**Given data**.
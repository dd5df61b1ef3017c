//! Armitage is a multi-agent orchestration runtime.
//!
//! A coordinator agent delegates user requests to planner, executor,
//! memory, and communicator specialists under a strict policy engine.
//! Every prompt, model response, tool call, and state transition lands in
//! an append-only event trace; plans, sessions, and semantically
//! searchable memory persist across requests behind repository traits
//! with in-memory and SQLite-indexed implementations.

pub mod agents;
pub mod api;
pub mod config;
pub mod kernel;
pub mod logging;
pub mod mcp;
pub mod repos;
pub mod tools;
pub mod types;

==

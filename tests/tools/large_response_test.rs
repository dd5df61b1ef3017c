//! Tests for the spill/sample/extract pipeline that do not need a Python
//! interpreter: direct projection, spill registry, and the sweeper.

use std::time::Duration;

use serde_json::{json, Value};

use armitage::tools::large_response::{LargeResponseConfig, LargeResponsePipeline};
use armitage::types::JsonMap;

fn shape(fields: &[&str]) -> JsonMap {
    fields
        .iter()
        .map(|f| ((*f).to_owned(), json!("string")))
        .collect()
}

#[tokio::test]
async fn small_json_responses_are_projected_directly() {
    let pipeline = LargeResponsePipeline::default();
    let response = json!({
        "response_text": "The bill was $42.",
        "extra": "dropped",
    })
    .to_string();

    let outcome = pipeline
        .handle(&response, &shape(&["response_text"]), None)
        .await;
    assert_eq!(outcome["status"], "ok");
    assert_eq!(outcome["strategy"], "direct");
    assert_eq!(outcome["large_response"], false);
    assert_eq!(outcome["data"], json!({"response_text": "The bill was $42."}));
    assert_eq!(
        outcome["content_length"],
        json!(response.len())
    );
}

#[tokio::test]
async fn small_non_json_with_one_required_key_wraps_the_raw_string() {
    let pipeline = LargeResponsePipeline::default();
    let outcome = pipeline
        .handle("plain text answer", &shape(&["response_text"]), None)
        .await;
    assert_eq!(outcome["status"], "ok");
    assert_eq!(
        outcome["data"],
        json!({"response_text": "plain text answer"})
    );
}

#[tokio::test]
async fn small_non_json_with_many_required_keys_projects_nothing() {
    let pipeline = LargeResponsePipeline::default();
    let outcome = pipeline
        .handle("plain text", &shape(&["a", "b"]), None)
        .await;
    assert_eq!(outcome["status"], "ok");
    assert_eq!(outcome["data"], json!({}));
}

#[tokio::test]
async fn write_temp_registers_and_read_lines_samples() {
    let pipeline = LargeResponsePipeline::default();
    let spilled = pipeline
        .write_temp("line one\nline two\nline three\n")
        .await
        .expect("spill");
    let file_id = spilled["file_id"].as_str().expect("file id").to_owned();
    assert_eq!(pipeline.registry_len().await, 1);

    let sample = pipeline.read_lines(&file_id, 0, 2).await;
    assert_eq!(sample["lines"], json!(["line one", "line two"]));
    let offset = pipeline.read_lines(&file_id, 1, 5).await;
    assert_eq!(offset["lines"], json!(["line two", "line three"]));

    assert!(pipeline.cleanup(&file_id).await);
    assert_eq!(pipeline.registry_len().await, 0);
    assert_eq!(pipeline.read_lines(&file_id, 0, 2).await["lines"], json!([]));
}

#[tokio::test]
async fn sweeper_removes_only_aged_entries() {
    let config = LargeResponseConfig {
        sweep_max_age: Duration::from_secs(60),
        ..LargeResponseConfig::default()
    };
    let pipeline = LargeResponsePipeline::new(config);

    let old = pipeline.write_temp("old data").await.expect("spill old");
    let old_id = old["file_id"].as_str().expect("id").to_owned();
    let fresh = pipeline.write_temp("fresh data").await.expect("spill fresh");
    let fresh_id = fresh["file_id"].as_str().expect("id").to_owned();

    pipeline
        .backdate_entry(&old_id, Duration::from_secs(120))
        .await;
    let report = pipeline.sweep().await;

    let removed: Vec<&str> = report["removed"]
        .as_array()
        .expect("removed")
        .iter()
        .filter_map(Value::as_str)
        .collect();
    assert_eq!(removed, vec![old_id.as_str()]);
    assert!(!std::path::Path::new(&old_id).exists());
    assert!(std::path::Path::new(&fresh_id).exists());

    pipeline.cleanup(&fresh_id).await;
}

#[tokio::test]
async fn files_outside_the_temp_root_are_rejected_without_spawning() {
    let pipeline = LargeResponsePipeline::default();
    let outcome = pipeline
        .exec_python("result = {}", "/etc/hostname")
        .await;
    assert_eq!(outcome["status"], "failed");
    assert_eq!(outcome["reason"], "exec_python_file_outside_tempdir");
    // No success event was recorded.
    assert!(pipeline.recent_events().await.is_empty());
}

**What the task asks**.
Each line of the material above that holds "exists" counts once; give the total and nothing else.

**Solution to this task**.
2